The global coronavirus pandemic has revealed how dangerously dependent we have become on Internet access.
The education system quickly shifted online in March. Telemedicine visits have replaced various health-care services. For many people, earning a living or running a business is contingent on e-commerce and Zoom meetings. And certain contact tracing protocols rely on cellphone data to track anyone who has been in the vicinity of a person infected with the coronavirus.
But not everyone has Internet access, and some people have much better access than others. In the face of a growing reliance on connectivity, the digital divide has prompted scholars to question more seriously the Internet’s importance and whether the ability to access it is a human right. Here’s what you need to know about this debate.
Is Internet access a human right?
Scholars who believe that Internet access is a human right have offered several concrete legal approaches based on existing international conventions and treaties. However, many of these claims may be a stretch in that they take existing legal protections for freedom of speech and attempt to expand them to cover Internet access, too. A more ambitious approach claims that rising levels of international support are creating “customary law” — a kind of tacit legal agreement between nations — that grants Internet access the status of a human right.
In opposition, key figures such as Vint Cerf, who co-wrote the basic technical protocols upon which the Internet is based, published a widely read op-ed in 2012 claiming that “technology is an enabler of rights, not a right itself.” Skeptics suggest we must beware conflating the Internet with the freedoms it facilitates.
None of these approaches has gained broad support. People have begun instead to think about whether the Internet might be an “auxiliary human right” — a kind of secondary right that prevents fundamental rights from becoming useless. The right to free speech, for example, would be hollow without the right to a free press — an auxiliary right. Adopting this approach would emphasize how Internet access has become symbiotically intertwined with basic rights such as freedom of speech, the right to education and more. This interpretation is especially apt in the wake of the pandemic, when nondigital forms of communication and action are riskier or more costly.
Now there is data to support this argument
However, claims that the Internet is an auxiliary human right depend on an empirical claim — that people are unable to exercise their fundamental rights without using the Internet. To test this argument, a team of political scientists at the University of Haifa conducted a controlled experiment to quantify the relationship between Internet connectivity and the ability to participate in civic life.
This experiment, the first in a planned wave of Internet deprivation studies, focused on three areas of civic life — political speech, political association and access to political information. Unsuspecting participants were invited to join a scavenger hunt with a twist. Half of the participants were in the control group and were free to use all resources at their disposal, while the other half, closely monitored, were denied any access to the Internet. Their assignment was to complete tasks that reflect basic civic functions.
In one task, we instructed participants to find out which member of Congress submitted a particular legislative bill. In another, participants were asked to express themselves on a political topic to a wide public audience. These instructions were intentionally vague — participants just needed to find a way to complete the tasks.
In a credit to human ingenuity, several participants without Internet access found creative responses to the challenge.

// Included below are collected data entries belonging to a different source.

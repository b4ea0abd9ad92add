//! 학습 데이터셋.

use crate::error::{AnalyticsError, Result};
use rand::Rng;
use rand::SeedableRng;
use rand_chacha::ChaCha8Rng;

/// 피처 행렬과 라벨 벡터.
#[derive(Debug, Clone)]
pub struct Dataset {
    /// 피처 행렬 (행 = 샘플, 열 = 피처)
    pub features: Vec<Vec<f64>>,
    /// 라벨 (분류: 0/1, 회귀: 실수값)
    pub labels: Vec<f64>,
    /// 피처 이름 (열 순서와 동일)
    pub feature_names: Vec<String>,
}

impl Dataset {
    pub fn new(
        features: Vec<Vec<f64>>,
        labels: Vec<f64>,
        feature_names: Vec<String>,
    ) -> Result<Self> {
        if features.len() != labels.len() {
            return Err(AnalyticsError::InvalidParameter(format!(
                "피처 행 수({})와 라벨 수({})가 다릅니다",
                features.len(),
                labels.len()
            )));
        }
        if let Some(row) = features.iter().find(|r| r.len() != feature_names.len()) {
            return Err(AnalyticsError::InvalidParameter(format!(
                "피처 열 수({})와 이름 수({})가 다릅니다",
                row.len(),
                feature_names.len()
            )));
        }
        Ok(Self {
            features,
            labels,
            feature_names,
        })
    }

    pub fn n_samples(&self) -> usize {
        self.features.len()
    }

    pub fn n_features(&self) -> usize {
        self.feature_names.len()
    }

    /// 복원 추출 부트스트랩 샘플.
    ///
    /// 같은 시드는 항상 같은 샘플을 만듭니다.
    pub fn bootstrap_sample(&self, seed: u64) -> Dataset {
        let mut rng = ChaCha8Rng::seed_from_u64(seed);
        let n = self.n_samples();
        let mut features = Vec::with_capacity(n);
        let mut labels = Vec::with_capacity(n);
        for _ in 0..n {
            let idx = rng.gen_range(0..n);
            features.push(self.features[idx].clone());
            labels.push(self.labels[idx]);
        }
        Dataset {
            features,
            labels,
            feature_names: self.feature_names.clone(),
        }
    }

    /// 앞쪽 `n`개 행으로 구성된 부분 데이터셋.
    pub fn head(&self, n: usize) -> Dataset {
        let n = n.min(self.n_samples());
        Dataset {
            features: self.features[..n].to_vec(),
            labels: self.labels[..n].to_vec(),
            feature_names: self.feature_names.clone(),
        }
    }

    /// `start..end` 행으로 구성된 부분 데이터셋.
    pub fn slice(&self, start: usize, end: usize) -> Dataset {
        let end = end.min(self.n_samples());
        let start = start.min(end);
        Dataset {
            features: self.features[start..end].to_vec(),
            labels: self.labels[start..end].to_vec(),
            feature_names: self.feature_names.clone(),
        }
    }
}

They stood on library tables to deliver lectures and scribbled slogans on the wall. Yet for every singular success, there were many more failures, with Internet-deprived participants exhibiting mounting frustration at their perceived helplessness. Fully 100 percent of control-group subjects used the Internet to complete their tasks (because why wouldn’t you?), with 89 percent of this group succeeding.

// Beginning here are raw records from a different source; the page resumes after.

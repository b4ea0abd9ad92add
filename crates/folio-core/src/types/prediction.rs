//! 예측 결과 타입.

use serde::{Deserialize, Serialize};
use std::fmt;

/// 예측 파이프라인 종료 상태.
#[derive(Debug, Clone, Copy, PartialEq, Eq)]
pub enum PredictionStatus {
    /// 가격 기반 예측 성공
    Ok,
    /// 감성 피처 포함 예측 성공
    OkWithSentiment,
    /// 피처 중요도 선택 실패
    FeatureSelectionFailed,
    /// 가격 데이터 로드 실패
    PriceDataUnavailable,
    /// 지표 계산 실패
    IndicatorFailed,
    /// 입력 데이터 기간 부족
    InsufficientData,
    /// 학습 가능한 행 부족
    InsufficientTrainingData,
}

impl PredictionStatus {
    pub fn as_str(&self) -> &'static str {
        match self {
            Self::Ok => "ok",
            Self::OkWithSentiment => "ok (with sentiment)",
            Self::FeatureSelectionFailed => "feature selection failed",
            Self::PriceDataUnavailable => "price data unavailable",
            Self::IndicatorFailed => "indicator computation failed",
            Self::InsufficientData => "insufficient data",
            Self::InsufficientTrainingData => "insufficient training data",
        }
    }

    pub fn is_success(&self) -> bool {
        matches!(self, Self::Ok | Self::OkWithSentiment)
    }
}

impl fmt::Display for PredictionStatus {
    fn fmt(&self, f: &mut fmt::Formatter<'_>) -> fmt::Result {
        write!(f, "{}", self.as_str())
    }
}

impl Serialize for PredictionStatus {
    fn serialize<S: serde::Serializer>(&self, serializer: S) -> Result<S::Ok, S::Error> {
        serializer.collect_str(self)
    }
}

impl<'de> Deserialize<'de> for PredictionStatus {
    fn deserialize<D: serde::Deserializer<'de>>(deserializer: D) -> Result<Self, D::Error> {
        let s = String::deserialize(deserializer)?;
        match s.as_str() {
            "ok" => Ok(Self::Ok),
            "ok (with sentiment)" => Ok(Self::OkWithSentiment),
            "feature selection failed" => Ok(Self::FeatureSelectionFailed),
            "price data unavailable" => Ok(Self::PriceDataUnavailable),
            "indicator computation failed" => Ok(Self::IndicatorFailed),
            "insufficient data" => Ok(Self::InsufficientData),
            "insufficient training data" => Ok(Self::InsufficientTrainingData),
            other => Err(serde::de::Error::custom(format!(
                "unknown prediction status: {other}"
            ))),
        }
    }
}

/// 예측 방향.
#[derive(Debug, Clone, Copy, PartialEq, Eq, Serialize, Deserialize)]
#[serde(rename_all = "lowercase")]
pub enum Direction {
    Up,
    Down,
}

impl Direction {
    pub fn as_str(&self) -> &'static str {
        match self {
            Self::Up => "up",
            Self::Down => "down",
        }
    }

    pub fn from_label(label: u8) -> Self {
        if label == 1 {
            Self::Up
        } else {
            Self::Down
        }
    }
}

impl fmt::Display for Direction {
    fn fmt(&self, f: &mut fmt::Formatter<'_>) -> fmt::Result {
        write!(f, "{}", self.as_str())
    }
}

/// 단일 종목의 예측 결과.
#[derive(Debug, Clone, Serialize, Deserialize)]
pub struct PredictionResult {
    pub ticker: String,
    /// 다음 거래일 방향 (실패 시 None)
    pub direction: Option<Direction>,
    /// 다음 거래일 예상 종가 (실패 시 0.0)
    pub predicted_price: f64,
    /// 마지막 관측 종가 (실패 시 0.0)
    pub current_price: f64,
    /// 학습에 사용된 피처 이름
    pub features_used: Vec<String>,
    pub status: PredictionStatus,
}

impl PredictionResult {
    /// 실패 상태의 빈 결과를 생성합니다.
    pub fn empty(ticker: impl Into<String>, status: PredictionStatus) -> Self {
        Self {
            ticker: ticker.into(),
            direction: None,
            predicted_price: 0.0,
            current_price: 0.0,
            features_used: Vec::new(),
            status,
        }
    }
}

#[cfg(test)]
mod tests {
    use super::*;

    #[test]
    fn test_status_display() {
        assert_eq!(PredictionStatus::InsufficientData.to_string(), "insufficient data");
        assert!(PredictionStatus::OkWithSentiment.is_success());
        assert!(!PredictionStatus::PriceDataUnavailable.is_success());
    }

    #[test]
    fn test_status_serde_roundtrip() {
        let json = serde_json::to_string(&PredictionStatus::Ok).unwrap();
        assert_eq!(json, "\"ok\"");
        let parsed: PredictionStatus = serde_json::from_str("\"insufficient data\"").unwrap();
        assert_eq!(parsed, PredictionStatus::InsufficientData);
    }

    #[test]
    fn test_empty_result() {
        let result = PredictionResult::empty("005930.KS", PredictionStatus::PriceDataUnavailable);
        assert_eq!(result.predicted_price, 0.0);
        assert!(result.direction.is_none());
    }
}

In contrast, those in the Internet-deprived group were stymied, with less than half achieving a passing grade and only 12 percent successfully completing all tasks. Controlling for a wide range of demographic and technological variables, Internet access proved to be the single factor that best predicted task completion — more than education, age or technological proficiency.
This dependence has consequences for politics
Many of the basic civic rights we take for granted are now inextricably linked with Internet access. The process of social digitization didn’t begin with the pandemic, but the coronavirus has fast-tracked the shift. For example, the virus has accelerated the shuttering of print newspapers throughout the world, so people without Internet access cannot access the political information that forms the cornerstone of a thriving democracy. Likewise, voter registration during the pandemic has plummeted throughout the United States, but the drop-off would be worse without the ability to register online.
This overwhelming dependence — captured now in both controlled environments and in the real world — is concerning since it is accompanied by a growing vulnerability to disconnection. One in 4 Americans lacks home access to high-speed Internet service, either because it is too expensive or because they live outside urban centers.
The coronavirus pandemic has underscored this vulnerability, with reports of families congregating in parking lots to search for WiFi. We can still debate whether people should have a right to Internet access, but there is solid evidence that it is challenging to exercise basic civic tasks without it.
Ryan Shandler is a research fellow at the Center for Cyber Law and Policy, an inaugural fellow in the Idit Doctoral Program, and is completing his PhD at the University of Haifa School of Political Sciences.